▸ **Instructions to follow**
Please write out word for word the opening lines of the material, including the line with "use sv2ipxact::sv;" as the last.
☆ ☆ ☆ ☆
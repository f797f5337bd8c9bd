//! Integration tests for the concrete seed conversion scenarios (the
//! revision round-trip lives in `tests/revisions.rs`).

mod common;

use sv2ipxact::grouper::{self, GroupKind};
use sv2ipxact::library;
use sv2ipxact::matcher::{self, MatcherConfig};
use sv2ipxact::model::{Direction, Role};
use sv2ipxact::report::Report;
use sv2ipxact::sv;

fn load(dir: &std::path::Path, file_name: &str, contents: &str) -> sv2ipxact::model::Module {
    let path = common::sv_path(dir, file_name, contents);
    let mut report = Report::new();
    sv::load_module(&path, &mut report).expect("module parses")
}

#[test]
fn axi_master_example_matches_one_interface_with_separate_clock_and_reset() {
    let tmp = tempfile::tempdir().unwrap();
    common::write_axi4_only_library(tmp.path());

    let module = load(tmp.path(), "axi_master_example.sv", common::AXI_MASTER_EXAMPLE);
    assert_eq!(module.ports.len(), 37);

    let grouping = grouper::group_ports(&module);
    let catalog = library::load(tmp.path(), &tmp.path().join("cache.bin"), false, &mut Report::new()).unwrap();

    let mut report = Report::new();
    let outcome = matcher::match_groups(&grouping.groups, &catalog, &module, &MatcherConfig::default(), &mut report);

    let axi = outcome
        .interfaces
        .iter()
        .find(|i| i.name == "M_AXI")
        .expect("M_AXI bus interface matched");
    assert_eq!(axi.role, Role::Master);
    assert_eq!(axi.port_maps.len(), 33);

    assert!(outcome.interfaces.iter().any(|i| i.name == "clk"));
    assert!(outcome.interfaces.iter().any(|i| i.name == "rst_n"));

    let unmapped_names: Vec<&str> = outcome.unmapped.iter().map(|p| p.name.as_str()).collect();
    assert!(unmapped_names.contains(&"start"));
    assert!(unmapped_names.contains(&"done"));
    assert_eq!(unmapped_names.len(), 2);
}

#[test]
fn dual_interface_matches_slave_and_master_with_addressable_attachments() {
    let tmp = tempfile::tempdir().unwrap();
    common::write_dual_interface_library(tmp.path());

    let module = load(tmp.path(), "dual_interface.sv", common::DUAL_INTERFACE);
    let grouping = grouper::group_ports(&module);
    let catalog = library::load(tmp.path(), &tmp.path().join("cache.bin"), false, &mut Report::new()).unwrap();

    let mut report = Report::new();
    let outcome = matcher::match_groups(&grouping.groups, &catalog, &module, &MatcherConfig::default(), &mut report);

    let s_axi = outcome.interfaces.iter().find(|i| i.name == "S_AXI").expect("S_AXI matched");
    assert_eq!(s_axi.role, Role::Slave);
    assert_eq!(s_axi.port_maps.len(), 19);
    let mm = s_axi.memory_map.as_ref().expect("slave of addressable bus carries a memoryMap");
    assert_eq!(mm.name, "MM_S_AXI");

    let m_apb = outcome.interfaces.iter().find(|i| i.name == "M_APB").expect("M_APB matched");
    assert_eq!(m_apb.role, Role::Master);
    assert_eq!(m_apb.port_maps.len(), 8);
    let addr_space = m_apb.address_space.as_ref().expect("master of addressable bus carries an addressSpace");
    assert_eq!(addr_space.name, "AS_M_APB");

    assert!(outcome.unmapped.is_empty());
}

#[test]
fn postfix_only_signals_strip_trailing_direction_marker_before_aligning() {
    let tmp = tempfile::tempdir().unwrap();
    common::write_axi4_only_library(tmp.path());

    let src = r#"
module test_postfix_only (
    output wire [31:0] M_AXI_AWADDR_o,
    output wire [7:0]  M_AXI_AWLEN_o,
    output wire [2:0]  M_AXI_AWSIZE_o,
    output wire [1:0]  M_AXI_AWBURST_o,
    output wire [2:0]  M_AXI_AWPROT_o,
    output wire        M_AXI_AWVALID_o,
    input  wire        M_AXI_AWREADY_i,
    output wire [31:0] M_AXI_WDATA_o,
    output wire [3:0]  M_AXI_WSTRB_o,
    output wire        M_AXI_WVALID_o,
    input  wire        M_AXI_WREADY_i,
    input  wire [1:0]  M_AXI_BRESP_i,
    input  wire        M_AXI_BVALID_i,
    output wire        M_AXI_BREADY_o,
    output wire [31:0] M_AXI_ARADDR_o,
    output wire [7:0]  M_AXI_ARLEN_o,
    output wire [2:0]  M_AXI_ARSIZE_o,
    output wire [1:0]  M_AXI_ARBURST_o,
    output wire [2:0]  M_AXI_ARPROT_o,
    output wire        M_AXI_ARVALID_o,
    input  wire        M_AXI_ARREADY_i,
    input  wire [31:0] M_AXI_RDATA_i,
    input  wire [1:0]  M_AXI_RRESP_i,
    input  wire        M_AXI_RVALID_i,
    output wire        M_AXI_RREADY_o
);
endmodule
"#;
    let module = load(tmp.path(), "test_postfix_only.sv", src);
    assert_eq!(module.ports.len(), 25);

    let grouping = grouper::group_ports(&module);
    let catalog = library::load(tmp.path(), &tmp.path().join("cache.bin"), false, &mut Report::new()).unwrap();
    let mut report = Report::new();
    let outcome = matcher::match_groups(&grouping.groups, &catalog, &module, &MatcherConfig::default(), &mut report);

    assert_eq!(outcome.interfaces.len(), 1);
    let iface = &outcome.interfaces[0];
    assert_eq!(iface.role, Role::Master);
    assert_eq!(iface.port_maps.len(), 25);
    assert!(iface.port_maps.iter().any(|pm| pm.logical_name == "AWADDR" && pm.physical_name == "M_AXI_AWADDR_o"));
    assert!(outcome.unmapped.is_empty());
}

#[test]
fn ambiguous_candidates_still_pick_a_winner_and_report_the_runner_up() {
    let tmp = tempfile::tempdir().unwrap();
    common::write_ambiguity_library(tmp.path());

    let module = load(tmp.path(), "ambiguity_test.sv", common::AMBIGUITY_TEST);
    let grouping = grouper::group_ports(&module);
    assert_eq!(grouping.groups.len(), 1);
    assert_eq!(grouping.groups[0].kind, GroupKind::Bus);

    let catalog = library::load(tmp.path(), &tmp.path().join("cache.bin"), false, &mut Report::new()).unwrap();
    let mut report = Report::new();
    let outcome = matcher::match_groups(&grouping.groups, &catalog, &module, &MatcherConfig::default(), &mut report);

    assert_eq!(outcome.interfaces.len(), 1, "exactly one BusInterface is chosen despite the tie");
    assert!(outcome.unmapped.is_empty());

    let ambiguous = report
        .entries()
        .iter()
        .any(|d| matches!(d, sv2ipxact::report::Diagnostic::AmbiguousMatch { .. }));
    assert!(ambiguous, "the near-tied runner-up must be recorded in the run report");
}

#[test]
fn robust_test_drops_undefined_ifdef_branch_and_recovers_from_a_deceptive_comment() {
    let tmp = tempfile::tempdir().unwrap();
    let path = common::sv_path(tmp.path(), "robust_test.sv", common::ROBUST_TEST);
    let mut report = Report::new();
    let module = sv::load_module(&path, &mut report).expect("parses despite macros/comments/conditionals");

    assert_eq!(module.parameters.len(), 2);
    assert_eq!(module.parameters[0].name, "WIDTH");
    assert_eq!(module.parameters[1].name, "AW");

    let names: Vec<&str> = module.ports.iter().map(|p| p.name.as_str()).collect();
    assert_eq!(names, vec!["clk", "rst_n", "data_in", "valid"]);
    assert!(!names.contains(&"data_out"));

    let data_in = module.ports.iter().find(|p| p.name == "data_in").unwrap();
    assert_eq!(data_in.direction, Direction::In);
    let range = data_in.packed_range.as_ref().expect("data_in has a packed range");
    assert_eq!(range.left.as_str(), "WIDTH-1");
    assert_eq!(range.right.as_str(), "0");
}
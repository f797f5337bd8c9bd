//! Protocol Matcher: scores each port group against every
//! catalog entry as both master and slave, selects the best candidate above
//! threshold, detects near-ties, and emits `BusInterface` assignments plus
//! the leftover unmapped ports. The densest logic in this crate.

use std::collections::HashSet;

use crate::grouper::{GroupKind, PortGroup};
use crate::library::Catalog;
use crate::model::{
    AbstractionDefinition, AddressSpace, BusDefinition, BusInterface, BusParameter, LogicalPort,
    MemoryMap, Module, Port, PortMap, Presence, Role, Side,
};
use crate::report::{Diagnostic, Report};
use crate::text::{candidate_suffixes, tokenize};

#[derive(Debug, Clone, Copy, PartialEq)]
pub struct MatcherConfig {
    pub threshold: f32,
    pub w_required: f32,
    pub w_optional: f32,
    pub w_penalty: f32,
    pub ambiguity_margin: f32,
}

impl Default for MatcherConfig {
    fn default() -> Self {
        MatcherConfig {
            threshold: 0.6,
            w_required: 1.0,
            w_optional: 0.3,
            w_penalty: 0.5,
            ambiguity_margin: 0.05,
        }
    }
}

#[derive(Debug, Clone, Default, PartialEq)]
pub struct MatchOutcome {
    pub interfaces: Vec<BusInterface>,
    pub unmapped: Vec<Port>,
}

pub fn match_groups(
    groups: &[PortGroup],
    catalog: &Catalog,
    module: &Module,
    config: &MatcherConfig,
    report: &mut Report,
) -> MatchOutcome {
    let mut outcome = MatchOutcome::default();

    for group in groups {
        match group.kind {
            GroupKind::Clock => match_clock_or_reset(group, catalog, true, &mut outcome, report),
            GroupKind::Reset => match_clock_or_reset(group, catalog, false, &mut outcome, report),
            GroupKind::Bus => match_bus_group(group, catalog, module, config, &mut outcome, report),
        }
    }

    outcome
}

fn match_clock_or_reset(
    group: &PortGroup,
    catalog: &Catalog,
    is_clock: bool,
    outcome: &mut MatchOutcome,
    report: &mut Report,
) {
    let port = group
        .ports
        .first()
        .expect("clock/reset groups always carry exactly one port");

    let bus = catalog
        .bus_definitions()
        .find(|b| if is_clock { b.is_clock() } else { b.is_reset() });
    let abs = bus.and_then(|b| {
        catalog
            .abstraction_definitions()
            .find(|a| a.bus_type == b.vlnv)
    });

    match (bus, abs) {
        (Some(bus), Some(abs)) => {
            let mut parameters = Vec::new();
            if is_clock {
                parameters.push(BusParameter {
                    name: "isClock".into(),
                    value: crate::model::Expr::new("true"),
                });
            } else {
                parameters.push(BusParameter {
                    name: "isReset".into(),
                    value: crate::model::Expr::new("true"),
                });
                let polarity = if port.name.to_ascii_lowercase().ends_with('n') {
                    "ACTIVE_LOW"
                } else {
                    "ACTIVE_HIGH"
                };
                parameters.push(BusParameter {
                    name: "POLARITY".into(),
                    value: crate::model::Expr::new(polarity),
                });
            }

            let port_maps = abs
                .logical_ports
                .first()
                .map(|lp| {
                    vec![PortMap {
                        logical_name: lp.name.clone(),
                        physical_name: port.name.clone(),
                        bit_slice: None,
                    }]
                })
                .unwrap_or_default();

            outcome.interfaces.push(BusInterface {
                name: group.name.clone(),
                bus_type: bus.vlnv.clone(),
                abstraction_type: abs.vlnv.clone(),
                role: Role::System,
                port_maps,
                memory_map: None,
                address_space: None,
                parameters,
            });
        }
        _ => {
            report.push(Diagnostic::NoMatch {
                group: group.name.clone(),
            });
            outcome.unmapped.extend(group.ports.clone());
        }
    }
}

struct Alignment {
    port_maps: Vec<PortMap>,
    direction_mismatches: u32,
    width_mismatches: u32,
    required_total: u32,
    optional_total: u32,
    required_matched: u32,
    optional_matched: u32,
}

struct Candidate<'a> {
    abs: &'a AbstractionDefinition,
    bus: &'a BusDefinition,
    side: Side,
    score: f32,
    alignment: Alignment,
}

fn match_bus_group(
    group: &PortGroup,
    catalog: &Catalog,
    module: &Module,
    config: &MatcherConfig,
    outcome: &mut MatchOutcome,
    report: &mut Report,
) {
    let mut best: Option<Candidate> = None;
    let mut second_score: Option<f32> = None;

    for (abs, bus) in catalog.abstractions_with_bus() {
        for side in [Side::Master, Side::Slave] {
            let alignment = align(&group.ports, abs, side);
            let denom =
                config.w_required * alignment.required_total as f32 + config.w_optional * alignment.optional_total as f32;
            if denom <= 0.0 {
                continue;
            }
            let raw = config.w_required * alignment.required_matched as f32
                + config.w_optional * alignment.optional_matched as f32
                - config.w_penalty * (alignment.direction_mismatches + alignment.width_mismatches) as f32;
            let score = (raw / denom).max(0.0);
            let candidate = Candidate { abs, bus, side, score, alignment };

            best = match best {
                None => Some(candidate),
                Some(current) if candidate.score > current.score => {
                    second_score = Some(current.score);
                    Some(candidate)
                }
                Some(current) => {
                    if second_score.map_or(true, |s| candidate.score > s) {
                        second_score = Some(candidate.score);
                    }
                    Some(current)
                }
            };
        }
    }

    match best {
        Some(candidate) if candidate.score >= config.threshold && candidate.alignment.required_matched >= 1 => {
            if let Some(second) = second_score {
                let margin = candidate.score - second;
                if margin <= config.ambiguity_margin {
                    report.push(Diagnostic::AmbiguousMatch {
                        group: group.name.clone(),
                        winner: format!("{} ({:?})", candidate.bus.vlnv, candidate.side),
                        runner_up: format!("score {:.3}", second),
                        margin,
                    });
                }
            }

            let mapped: HashSet<&str> = candidate
                .alignment
                .port_maps
                .iter()
                .map(|pm| pm.physical_name.as_str())
                .collect();
            for port in &group.ports {
                if !mapped.contains(port.name.as_str()) {
                    outcome.unmapped.push(port.clone());
                }
            }

            let role = match candidate.side {
                Side::Master => Role::Master,
                Side::Slave => Role::Slave,
            };
            let parameters = propagate_bus_parameters(candidate.bus, module);
            let (memory_map, address_space) =
                role_attachments(candidate.bus, candidate.side, &group.name, module);

            outcome.interfaces.push(BusInterface {
                name: group.name.clone(),
                bus_type: candidate.bus.vlnv.clone(),
                abstraction_type: candidate.abs.vlnv.clone(),
                role,
                port_maps: candidate.alignment.port_maps,
                memory_map,
                address_space,
                parameters,
            });
        }
        _ => {
            report.push(Diagnostic::NoMatch {
                group: group.name.clone(),
            });
            outcome.unmapped.extend(group.ports.clone());
        }
    }
}

/// Aligns each eligible logical port of `abs` on `side` to an unused physical
/// port in `group`, scoring direction/width compatibility as it goes (spec
/// §4.5). Logical ports with `Illegal` presence, or absent on this side
/// entirely, are skipped rather than counted.
fn align(group: &[Port], abs: &AbstractionDefinition, side: Side) -> Alignment {
    let mut used = vec![false; group.len()];
    let mut port_maps = Vec::new();
    let mut direction_mismatches = 0;
    let mut width_mismatches = 0;
    let mut required_total = 0;
    let mut optional_total = 0;
    let mut required_matched = 0;
    let mut optional_matched = 0;

    for logical in &abs.logical_ports {
        let Some(desc) = eligible_descriptor(logical, side) else {
            continue;
        };
        match desc.presence {
            Presence::Required => required_total += 1,
            Presence::Optional => optional_total += 1,
            Presence::Illegal => unreachable!("filtered by eligible_descriptor"),
        }

        let target = logical.name.to_ascii_uppercase();
        let mut candidates: Vec<(usize, usize, usize)> = Vec::new();
        for (idx, port) in group.iter().enumerate() {
            if used[idx] {
                continue;
            }
            let tokens = tokenize(&port.name);
            for (text, token_len, trailing) in candidate_suffixes(&tokens) {
                if text == target {
                    candidates.push((idx, token_len, trailing));
                }
            }
        }
        candidates.sort_by(|a, b| b.1.cmp(&a.1).then(a.2.cmp(&b.2)));

        if let Some(&(idx, _, _)) = candidates.first() {
            used[idx] = true;
            let physical = &group[idx];

            if physical.direction != desc.direction {
                direction_mismatches += 1;
            }
            if let (Some(logical_width), Some(physical_width)) =
                (desc.width.as_ref().and_then(|w| w.as_literal_int()), physical.width_literal())
            {
                if logical_width != physical_width as i64 {
                    width_mismatches += 1;
                }
            }

            match desc.presence {
                Presence::Required => required_matched += 1,
                Presence::Optional => optional_matched += 1,
                Presence::Illegal => {}
            }

            port_maps.push(PortMap {
                logical_name: logical.name.clone(),
                physical_name: physical.name.clone(),
                bit_slice: None,
            });
        }
    }

    Alignment {
        port_maps,
        direction_mismatches,
        width_mismatches,
        required_total,
        optional_total,
        required_matched,
        optional_matched,
    }
}

fn eligible_descriptor(logical: &LogicalPort, side: Side) -> Option<&crate::model::SideDescriptor> {
    logical.side(side).filter(|d| d.presence != Presence::Illegal)
}

/// Searches the module's non-localparam parameters for one whose normalized
/// name contains each declared bus-parameter name as a token.
fn propagate_bus_parameters(bus: &BusDefinition, module: &Module) -> Vec<BusParameter> {
    bus.declared_parameters
        .iter()
        .filter_map(|bus_param_name| {
            module
                .find_parameter_containing(bus_param_name)
                .and_then(|p| p.default.clone())
                .map(|value| BusParameter {
                    name: bus_param_name.clone(),
                    value,
                })
        })
        .collect()
}

fn role_attachments(
    bus: &BusDefinition,
    side: Side,
    group_name: &str,
    module: &Module,
) -> (Option<MemoryMap>, Option<AddressSpace>) {
    if !bus.is_addressable {
        return (None, None);
    }
    match side {
        Side::Slave => (
            Some(MemoryMap {
                name: format!("MM_{}", group_name),
                address_block_name: format!("BLK_{}", group_name),
                base_address: 0,
                range: 4096,
                width: module.data_width_default(),
            }),
            None,
        ),
        Side::Master => (
            None,
            Some(AddressSpace {
                name: format!("AS_{}", group_name),
                range: 1u64 << module.addr_width_default().min(63),
                width: module.data_width_default(),
            }),
        ),
    }
}
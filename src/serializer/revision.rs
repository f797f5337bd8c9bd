//! The three IP-XACT schema revisions this crate emits, and the
//! per-revision namespace/prefix dispatch the serializer consults.

use serde_derive::{Deserialize, Serialize};

#[derive(Debug, Clone, Copy, PartialEq, Eq, Serialize, Deserialize)]
pub enum Revision {
    #[serde(rename = "2009")]
    V2009,
    #[serde(rename = "2014")]
    V2014,
    #[serde(rename = "2022")]
    V2022,
}

impl Default for Revision {
    /// Matches the CLI help text's stated default.
    fn default() -> Self {
        Revision::V2014
    }
}

impl Revision {
    /// The element-name prefix this revision's schema uses: `spirit:` for
    /// 2009, `ipxact:` for 2014/2022.
    pub fn prefix(&self) -> &'static str {
        match self {
            Revision::V2009 => "spirit",
            Revision::V2014 | Revision::V2022 => "ipxact",
        }
    }

    pub fn namespace_uri(&self) -> &'static str {
        match self {
            Revision::V2009 => "http://www.spiritconsortium.org/XMLSchema/SPIRIT/1685-2009",
            Revision::V2014 => "http://www.accellera.org/XMLSchema/IPXACT/1685-2014",
            Revision::V2022 => "http://www.accellera.org/XMLSchema/IPXACT/1685-2022",
        }
    }

    pub fn schema_location(&self) -> &'static str {
        match self {
            Revision::V2009 => {
                "http://www.spiritconsortium.org/XMLSchema/SPIRIT/1685-2009/index.xsd"
            }
            Revision::V2014 => "http://www.accellera.org/XMLSchema/IPXACT/1685-2014/index.xsd",
            Revision::V2022 => "http://www.accellera.org/XMLSchema/IPXACT/1685-2022/index.xsd",
        }
    }
}

impl std::str::FromStr for Revision {
    type Err = String;

    fn from_str(s: &str) -> Result<Self, Self::Err> {
        match s {
            "2009" => Ok(Revision::V2009),
            "2014" => Ok(Revision::V2014),
            "2022" => Ok(Revision::V2022),
            other => Err(format!("unrecognized IP-XACT revision {:?}", other)),
        }
    }
}
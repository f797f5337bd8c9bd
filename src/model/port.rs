//! Port-level types: physical module ports, their direction,
//! signedness, and textual width/dimension expressions.

use std::fmt::Display;

use serde_derive::{Deserialize, Serialize};

#[derive(Debug, Clone, Copy, PartialEq, Eq, Serialize, Deserialize)]
pub enum Direction {
    In,
    Out,
    InOut,
}

impl Display for Direction {
    fn fmt(&self, f: &mut std::fmt::Formatter<'_>) -> std::fmt::Result {
        match self {
            Direction::In => write!(f, "in"),
            Direction::Out => write!(f, "out"),
            Direction::InOut => write!(f, "inout"),
        }
    }
}

/// An opaque textual expression (width, default value, ...) carried verbatim
/// into the output document, never evaluated arithmetically, except where a
/// literal integer form is explicitly detected for address/range
/// computation.
#[derive(Debug, Clone, PartialEq, Eq, Serialize, Deserialize)]
pub struct Expr(pub String);

impl Expr {
    pub fn new<S: Into<String>>(s: S) -> Self {
        Expr(s.into())
    }

    pub fn as_str(&self) -> &str {
        &self.0
    }

    /// Returns `Some` only when the expression is, after trimming, a bare
    /// decimal integer literal.
    pub fn as_literal_int(&self) -> Option<i64> {
        self.0.trim().parse::<i64>().ok()
    }
}

impl Display for Expr {
    fn fmt(&self, f: &mut std::fmt::Formatter<'_>) -> std::fmt::Result {
        write!(f, "{}", self.0)
    }
}

#[derive(Debug, Clone, Copy, PartialEq, Eq, Serialize, Deserialize)]
pub enum Endianness {
    /// `[high:low]` with high >= low (the common descending form).
    BigEndian,
    /// `[low:high]` with low <= high, preserved verbatim rather than
    /// normalized to big-endian.
    LittleEndian,
}

#[derive(Debug, Clone, PartialEq, Eq, Serialize, Deserialize)]
pub struct Range {
    pub left: Expr,
    pub right: Expr,
    pub endianness: Endianness,
}

impl Range {
    /// Computes the literal bit width when both bounds are integer literals;
    /// `None` for any parametric range.
    pub fn literal_width(&self) -> Option<u32> {
        let a = self.left.as_literal_int()?;
        let b = self.right.as_literal_int()?;
        Some((a - b).unsigned_abs() as u32 + 1)
    }
}

impl Display for Range {
    fn fmt(&self, f: &mut std::fmt::Formatter<'_>) -> std::fmt::Result {
        write!(f, "[{}:{}]", self.left, self.right)
    }
}

#[derive(Debug, Clone, PartialEq, Serialize, Deserialize)]
pub struct Port {
    pub name: String,
    pub direction: Direction,
    pub signed: bool,
    pub packed_range: Option<Range>,
    pub unpacked_dims: Vec<Range>,
    /// Opaque token for the port's declared type (e.g. a package-imported
    /// type or an interface name); never interpreted.
    pub type_token: Option<String>,
    /// Set for `my_bus_if.master bus_m` style interface ports; the matcher
    /// and grouper both skip these entirely.
    pub is_interface_ref: bool,
}

impl Port {
    pub fn new(name: impl Into<String>, direction: Direction) -> Self {
        Port {
            name: name.into(),
            direction,
            signed: false,
            packed_range: None,
            unpacked_dims: Vec::new(),
            type_token: None,
            is_interface_ref: false,
        }
    }

    pub fn width_literal(&self) -> Option<u32> {
        self.packed_range.as_ref().and_then(Range::literal_width)
    }
}
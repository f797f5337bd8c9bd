//! Lexical preprocessor: strips comments and inactive preprocessor-
//! conditional regions from SystemVerilog source text before the header
//! parser ever sees it.
//!
//! Runs as two passes. The first strips comments and leaves string literals
//! alone so a `//` or `/*` inside a quoted string, or inside an
//! already-commented region, never gets mis-split — a `//input wire` sitting
//! inside a comment must never create a spurious port. The second walks the
//! decommented text with a stack-based scan of `` `ifdef``/`` `ifndef``/
//! `` `else``/`` `endif``, dropping inactive branches, `` `define``/
//! `` `include`` lines, and expanding any other `` `NAME`` reference to the
//! empty string. Because no macro table is evaluated, an `ifdef NAME` is
//! always treated as undefined: under-exposing ports is safer than
//! fabricating ones that don't exist.

#[derive(Debug, Clone, PartialEq)]
pub struct PreprocDiagnostic {
    pub line: usize,
    pub message: String,
}

pub fn preprocess(src: &str) -> (String, Vec<PreprocDiagnostic>) {
    let (decommented, mut diags) = strip_comments(src);
    let (cleaned, mut cond_diags) = strip_conditionals(&decommented);
    diags.append(&mut cond_diags);
    (cleaned, diags)
}

fn strip_comments(src: &str) -> (String, Vec<PreprocDiagnostic>) {
    #[derive(PartialEq)]
    enum State {
        Normal,
        Line,
        Block,
        Str,
    }

    let chars: Vec<char> = src.chars().collect();
    let mut out = String::with_capacity(src.len());
    let mut diags = Vec::new();
    let mut line = 1usize;
    let mut block_start_line = 0usize;
    let mut state = State::Normal;
    let mut i = 0usize;

    while i < chars.len() {
        let c = chars[i];
        let next = chars.get(i + 1).copied();
        match state {
            State::Normal => match (c, next) {
                ('/', Some('/')) => {
                    state = State::Line;
                    out.push_str("  ");
                    i += 2;
                }
                ('/', Some('*')) => {
                    state = State::Block;
                    block_start_line = line;
                    out.push_str("  ");
                    i += 2;
                }
                ('"', _) => {
                    state = State::Str;
                    out.push(c);
                    i += 1;
                }
                _ => {
                    out.push(c);
                    if c == '\n' {
                        line += 1;
                    }
                    i += 1;
                }
            },
            State::Line => {
                if c == '\n' {
                    state = State::Normal;
                    out.push('\n');
                    line += 1;
                } else {
                    out.push(' ');
                }
                i += 1;
            }
            State::Block => {
                if c == '*' && next == Some('/') {
                    state = State::Normal;
                    out.push_str("  ");
                    i += 2;
                } else {
                    if c == '\n' {
                        out.push('\n');
                        line += 1;
                    } else {
                        out.push(' ');
                    }
                    i += 1;
                }
            }
            State::Str => {
                if c == '\\' && next.is_some() {
                    out.push(c);
                    out.push(next.unwrap());
                    if next == Some('\n') {
                        line += 1;
                    }
                    i += 2;
                } else if c == '"' {
                    state = State::Normal;
                    out.push(c);
                    i += 1;
                } else {
                    out.push(c);
                    if c == '\n' {
                        line += 1;
                    }
                    i += 1;
                }
            }
        }
    }

    if state == State::Block {
        diags.push(PreprocDiagnostic {
            line: block_start_line,
            message: "unterminated block comment (missing */)".to_string(),
        });
    }

    (out, diags)
}

fn strip_conditionals(src: &str) -> (String, Vec<PreprocDiagnostic>) {
    struct Frame {
        ancestor_active: bool,
        cond_is_true: bool,
    }

    fn is_ident_char(c: char) -> bool {
        c.is_ascii_alphanumeric() || c == '_'
    }

    let active = |stack: &[Frame]| -> bool {
        stack
            .last()
            .map(|f| f.ancestor_active && f.cond_is_true)
            .unwrap_or(true)
    };

    let chars: Vec<char> = src.chars().collect();
    let mut out = String::with_capacity(src.len());
    let mut diags = Vec::new();
    let mut line = 1usize;
    let mut stack: Vec<Frame> = Vec::new();
    let mut i = 0usize;

    while i < chars.len() {
        let c = chars[i];
        if c == '\n' {
            out.push('\n');
            line += 1;
            i += 1;
            continue;
        }
        if c == '`' {
            let mut j = i + 1;
            while j < chars.len() && is_ident_char(chars[j]) {
                j += 1;
            }
            let name: String = chars[i + 1..j].iter().collect();
            let skip_to_eol = |mut k: usize| {
                while k < chars.len() && chars[k] != '\n' {
                    k += 1;
                }
                k
            };
            match name.as_str() {
                "ifdef" | "ifndef" => {
                    let ancestor_active = active(&stack);
                    // unknown macro name => treated as undefined
                    let cond_is_true = name == "ifndef";
                    stack.push(Frame {
                        ancestor_active,
                        cond_is_true,
                    });
                    i = skip_to_eol(j);
                }
                "else" => {
                    match stack.last_mut() {
                        Some(top) => top.cond_is_true = !top.cond_is_true,
                        None => diags.push(PreprocDiagnostic {
                            line,
                            message: "`else directive without a matching `ifdef/`ifndef"
                                .to_string(),
                        }),
                    }
                    i = skip_to_eol(j);
                }
                "endif" => {
                    if stack.pop().is_none() {
                        diags.push(PreprocDiagnostic {
                            line,
                            message: "`endif directive without a matching `ifdef/`ifndef"
                                .to_string(),
                        });
                    }
                    i = skip_to_eol(j);
                }
                "define" | "include" => {
                    i = skip_to_eol(j);
                }
                _ => {
                    // any other `NAME reference expands to the empty string
                    i = j;
                }
            }
            continue;
        }
        if active(&stack) {
            out.push(c);
        }
        i += 1;
    }

    if !stack.is_empty() {
        diags.push(PreprocDiagnostic {
            line,
            message: "unbalanced conditional region (missing `endif)".to_string(),
        });
    }

    (out, diags)
}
☆ ☆ ☆ ☆
▸ **Solved exercise**
repository f797f5337bd8c9bd
//! Integration tests for the concrete seed conversion scenarios (the
//! revision round-trip lives in `tests/revisions.rs`).

mod common;

use sv2ipxact::grouper::{self, GroupKind};
use sv2ipxact::library;
use sv2ipxact::matcher::{self, MatcherConfig};
use sv2ipxact::model::{Direction, Role};
use sv2ipxact::report::Report;
use sv2ipxact::sv;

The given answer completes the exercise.